───── Provided material ─────

//! Canonical logging macros
//!
//! Every macro stamps `component`, `op` and `event` so that captured events
//! can be matched without parsing the message text.

/// Log the start of an operation
///
/// # Example
///
/// ```
/// # use peaks_core::log_op_start;
/// log_op_start!("calc_execute");
/// log_op_start!("calc_execute", op_count = 3);
/// ```
#[macro_export]
macro_rules! log_op_start {
    ($op:expr) => {
        tracing::info!(
            component = module_path!(),
            op = $op,
            event = peaks_core_types::schema::EVENT_START,
        );
    };
    ($op:expr, $($field:tt)*) => {
        tracing::info!(
            component = module_path!(),
            op = $op,
            event = peaks_core_types::schema::EVENT_START,
            $($field)*
        );
    };
}

/// Log the successful end of an operation
///
/// # Example
///
/// ```
/// # use peaks_core::log_op_end;
/// log_op_end!("calc_execute", duration_ms = 0, total = 6);
/// ```
#[macro_export]
macro_rules! log_op_end {
    ($op:expr, duration_ms = $duration:expr) => {
        tracing::info!(
            component = module_path!(),
            op = $op,
            event = peaks_core_types::schema::EVENT_END,
            duration_ms = $duration,
        );
    };
    ($op:expr, duration_ms = $duration:expr, $($field:tt)*) => {
        tracing::info!(
            component = module_path!(),
            op = $op,
            event = peaks_core_types::schema::EVENT_END,
            duration_ms = $duration,
            $($field)*
        );
    };
}

/// Log an operation error
///
/// Accepts anything convertible into [`crate::errors::ExError`].
///
/// # Example
///
/// ```
/// # use peaks_core::{log_op_error, errors::PeaksError};
/// log_op_error!("divide", PeaksError::DivisionByZero, duration_ms = 0);
/// ```
#[macro_export]
macro_rules! log_op_error {
    ($op:expr, $err:expr, duration_ms = $duration:expr) => {{
        let ex_err: $crate::errors::ExError = $err.into();
        tracing::error!(
            component = module_path!(),
            op = $op,
            event = peaks_core_types::schema::EVENT_END_ERROR,
            duration_ms = $duration,
            err_kind = ?ex_err.kind(),
            err_code = ex_err.code(),
        );
    }};
    ($op:expr, $err:expr, duration_ms = $duration:expr, $($field:tt)*) => {{
        let ex_err: $crate::errors::ExError = $err.into();
        tracing::error!(
            component = module_path!(),
            op = $op,
            event = peaks_core_types::schema::EVENT_END_ERROR,
            duration_ms = $duration,
            err_kind = ?ex_err.kind(),
            err_code = ex_err.code(),
            $($field)*
        );
    }};
}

─────

» **Your goal**
Faithfully transcribe the whole of the data.

» **Reply**
//! Canonical logging macros
//!
//! Every macro stamps `component`, `op` and `event` so that captured events
//! can be matched without parsing the message text.

/// Log the start of an operation
///
/// # Example
///
/// ```
/// # use peaks_core::log_op_start;
/// log_op_start!("calc_execute");
/// log_op_start!("calc_execute", op_count = 3);
/// ```
#[macro_export]
macro_rules! log_op_start {
    ($op:expr) => {
        tracing::info!(
            component = module_path!(),
            op = $op,
            event = peaks_core_types::schema::EVENT_START,
        );
    };
    ($op:expr, $($field:tt)*) => {
        tracing::info!(
            component = module_path!(),
            op = $op,
            event = peaks_core_types::schema::EVENT_START,
            $($field)*
        );
    };
}

/// Log the successful end of an operation
///
/// # Example
///
/// ```
/// # use peaks_core::log_op_end;
/// log_op_end!("calc_execute", duration_ms = 0, total = 6);
/// ```
#[macro_export]
macro_rules! log_op_end {
    ($op:expr, duration_ms = $duration:expr) => {
        tracing::info!(
            component = module_path!(),
            op = $op,
            event = peaks_core_types::schema::EVENT_END,
            duration_ms = $duration,
        );
    };
    ($op:expr, duration_ms = $duration:expr, $($field:tt)*) => {
        tracing::info!(
            component = module_path!(),
            op = $op,
            event = peaks_core_types::schema::EVENT_END,
            duration_ms = $duration,
            $($field)*
        );
    };
}

/// Log an operation error
///
/// Accepts anything convertible into [`crate::errors::ExError`].
///
/// # Example
///
/// ```
/// # use peaks_core::{log_op_error, errors::PeaksError};
/// log_op_error!("divide", PeaksError::DivisionByZero, duration_ms = 0);
/// ```
#[macro_export]
macro_rules! log_op_error {
    ($op:expr, $err:expr, duration_ms = $duration:expr) => {{
        let ex_err: $crate::errors::ExError = $err.into();
        tracing::error!(
            component = module_path!(),
            op = $op,
            event = peaks_core_types::schema::EVENT_END_ERROR,
            duration_ms = $duration,
            err_kind = ?ex_err.kind(),
            err_code = ex_err.code(),
        );
    }};
    ($op:expr, $err:expr, duration_ms = $duration:expr, $($field:tt)*) => {{
        let ex_err: $crate::errors::ExError = $err.into();
        tracing::error!(
            component = module_path!(),
            op = $op,
            event = peaks_core_types::schema::EVENT_END_ERROR,
            duration_ms = $duration,
            err_kind = ?ex_err.kind(),
            err_code = ex_err.code(),
            $($field)*
        );
    }};
}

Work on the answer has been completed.